🤖 AI Summary
To address the challenge of simultaneously ensuring content accuracy and preserving authorial writing style in scientific chart caption generation, this paper proposes a two-stage generative framework. In the first stage, DSPy (specifically MIPROv2 and SIMBA) is employed for multimodal context filtering and category-specific prompt optimization. In the second stage, few-shot stylistic fine-tuning is performed using author-profile graphs derived from the LaMP-Cap dataset. This work represents the first approach to jointly enhance both factual fidelity and stylistic consistency in scientific image captioning. Experimental results demonstrate that category-specific prompting improves ROUGE-1 recall by 8.3%; integrating stylistic fine-tuning further boosts BLEU by 40–48% and ROUGE-L by 25–27%, significantly outperforming zero-shot and generic prompt-optimization baselines.
📝 Abstract
Scientific figure captions require both accuracy and stylistic consistency to convey visual information. Here, we present a domain-specific caption generation system for the 3rd SciCap Challenge that integrates figure-related textual context with author-specific writing styles using the LaMP-Cap dataset. Our approach uses a two-stage pipeline: Stage 1 combines context filtering, category-specific prompt optimization via DSPy's MIPROv2 and SIMBA, and caption candidate selection; Stage 2 applies few-shot prompting with profile figures for stylistic refinement.

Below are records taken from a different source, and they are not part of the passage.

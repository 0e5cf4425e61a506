use clap::Parser;
use contact_intake::app::{export::export_csv, server};
use contact_intake::config::cli::{Command, ServeArgs};
use contact_intake::utils::error::{AppError, ErrorSeverity};
use contact_intake::utils::{logger, validation::Validate};
use contact_intake::{Cli, IntakeConfig};

#[tokio::main]
async fn main() {
    let cli = Cli::parse();

    let outcome = match cli.command {
        Command::Serve(args) => run_serve(args, cli.verbose).await,
        Command::Export(args) => {
            logger::init_logger("info", cli.verbose, false);
            export_csv(&args.data_file, &args.output)
                .await
                .map(|rows| println!("✅ Exported {} messages to {}", rows, args.output.display()))
        }
        Command::CheckConfig(args) => {
            logger::init_logger("info", cli.verbose, false);
            check_config(&args.config)
        }
    };

    if let Err(e) = outcome {
        // 記錄詳細錯誤信息
        tracing::error!(
            "❌ contact-intake failed: {} (Category: {:?}, Severity: {:?})",
            e,
            e.category(),
            e.severity()
        );
        eprintln!("❌ {}", e.user_friendly_message());
        eprintln!("💡 Suggestion: {}", e.recovery_suggestion());

        // 根據錯誤嚴重程度決定退出碼
        let exit_code = match e.severity() {
            ErrorSeverity::Low => 0,
            ErrorSeverity::Medium => 2,
            ErrorSeverity::High => 1,
            ErrorSeverity::Critical => 3,
        };
        if exit_code > 0 {
            std::process::exit(exit_code);
        }
    }
}

async fn run_serve(args: ServeArgs, verbose: bool) -> Result<(), AppError> {
    let mut config = load_config(args.config.as_deref())?;
    args.apply_overrides(&mut config);

    // 初始化日誌
    logger::init_logger(&config.logging.level, verbose, config.logging.json);

    // 驗證配置
    config.validate()?;
    tracing::info!("✅ Configuration loaded and validated successfully");
    if verbose {
        tracing::debug!("Config: {:?}", config);
    }

    server::serve(config).await
}

fn load_config(path: Option<&std::path::Path>) -> Result<IntakeConfig, AppError> {
    match path {
        Some(path) => IntakeConfig::from_file(path),
        None => Ok(IntakeConfig::default()),
    }
}

fn check_config(path: &std::path::Path) -> Result<(), AppError> {
    let config = IntakeConfig::from_file(path)?;
    config.validate()?;
    println!("✅ Configuration is valid");
    display_config_summary(&config);
    Ok(())
}

fn display_config_summary(config: &IntakeConfig) {
    println!("🌐 Bind: {}", config.server.bind);
    println!("📦 Body limit: {} bytes", config.server.body_limit_bytes);
    println!("🗄️  Store: {:?} ({})", config.store.backend, config.store.data_file);
    println!("📝 Log level: {} (json: {})", config.logging.level, config.logging.json);
}
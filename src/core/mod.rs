pub mod intake;
pub mod rules;
use crate::domain::model::{ContactMessage, NewContactMessage};
use crate::utils::error::StoreResult;
use async_trait::async_trait;

/// Persistence seam for contact messages.
///
/// Implementations must hand out a distinct `id` to every successful
/// `create_contact_message`, even when calls race, and must not expose a
/// record whose create call returned an error.
#[async_trait]
pub trait MessageStore: Send + Sync {
    async fn create_contact_message(&self, new: NewContactMessage) -> StoreResult<ContactMessage>;

    /// All stored messages in creation order. Administrative use only.
    async fn list_contact_messages(&self) -> StoreResult<Vec<ContactMessage>>;
}
use crate::adapters::http::{build_router, AppState};
use crate::adapters::jsonl_store::JsonlStore;
use crate::adapters::memory_store::MemoryStore;
use crate::config::{IntakeConfig, StoreBackend, StoreConfig};
use crate::core::intake::IntakeService;
use crate::domain::ports::MessageStore;
use crate::utils::error::{AppError, Result};
use axum::Router;
use std::future::Future;
use std::sync::Arc;
use tokio::net::TcpListener;

pub async fn open_store(config: &StoreConfig) -> Result<Arc<dyn MessageStore>> {
    let store: Arc<dyn MessageStore> = match config.backend {
        StoreBackend::Memory => {
            tracing::warn!("⚠️ Using in-memory store; messages are lost on restart");
            Arc::new(MemoryStore::new())
        }
        StoreBackend::Jsonl => Arc::new(JsonlStore::open(&config.data_file).await?),
    };
    Ok(store)
}

pub fn build_app(config: &IntakeConfig, store: Arc<dyn MessageStore>) -> Router {
    let intake = IntakeService::new(store);
    build_router(AppState::new(intake), config.server.body_limit_bytes)
}

/// Serve until `shutdown` resolves, then let in-flight requests finish.
pub async fn serve_with_shutdown<F>(config: IntakeConfig, shutdown: F) -> Result<()>
where
    F: Future<Output = ()> + Send + 'static,
{
    let addr = config.bind_addr()?;
    let store = open_store(&config.store).await?;
    let app = build_app(&config, store);

    let listener = TcpListener::bind(addr).await?;
    tracing::info!("🚀 contact-intake listening on {}", listener.local_addr()?);

    axum::serve(listener, app)
        .with_graceful_shutdown(shutdown)
        .await
        .map_err(|e| AppError::ServerError {
            message: e.to_string(),
        })?;

    tracing::info!("👋 contact-intake stopped");
    Ok(())
}

pub async fn serve(config: IntakeConfig) -> Result<()> {
    serve_with_shutdown(config, wait_for_shutdown_signal()).await
}

async fn wait_for_shutdown_signal() {
    #[cfg(unix)]
    {
        use tokio::signal::unix::{signal, SignalKind};
        let (Ok(mut sigterm), Ok(mut sigint)) = (
            signal(SignalKind::terminate()),
            signal(SignalKind::interrupt()),
        ) else {
            tracing::warn!("⚠️ Could not register signal handlers, falling back to Ctrl-C");
            let _ = tokio::signal::ctrl_c().await;
            return;
        };
        tokio::select! {
            _ = sigterm.recv() => {}
            _ = sigint.recv() => {}
        }
    }
    #[cfg(not(unix))]
    {
        let _ = tokio::signal::ctrl_c().await;
    }
}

Our experiments demonstrate that category-specific prompts outperform both zero-shot and general optimized approaches, improving ROUGE-1 recall by +8.3% while limiting precision loss to -2.8% and BLEU-4 reduction to -10.9%. Profile-informed stylistic refinement yields 40--48% gains in BLEU scores and 25--27% in ROUGE. Overall, our system demonstrates that combining contextual understanding with author-specific stylistic adaptation can generate captions that are both scientifically accurate and stylistically faithful to the source paper.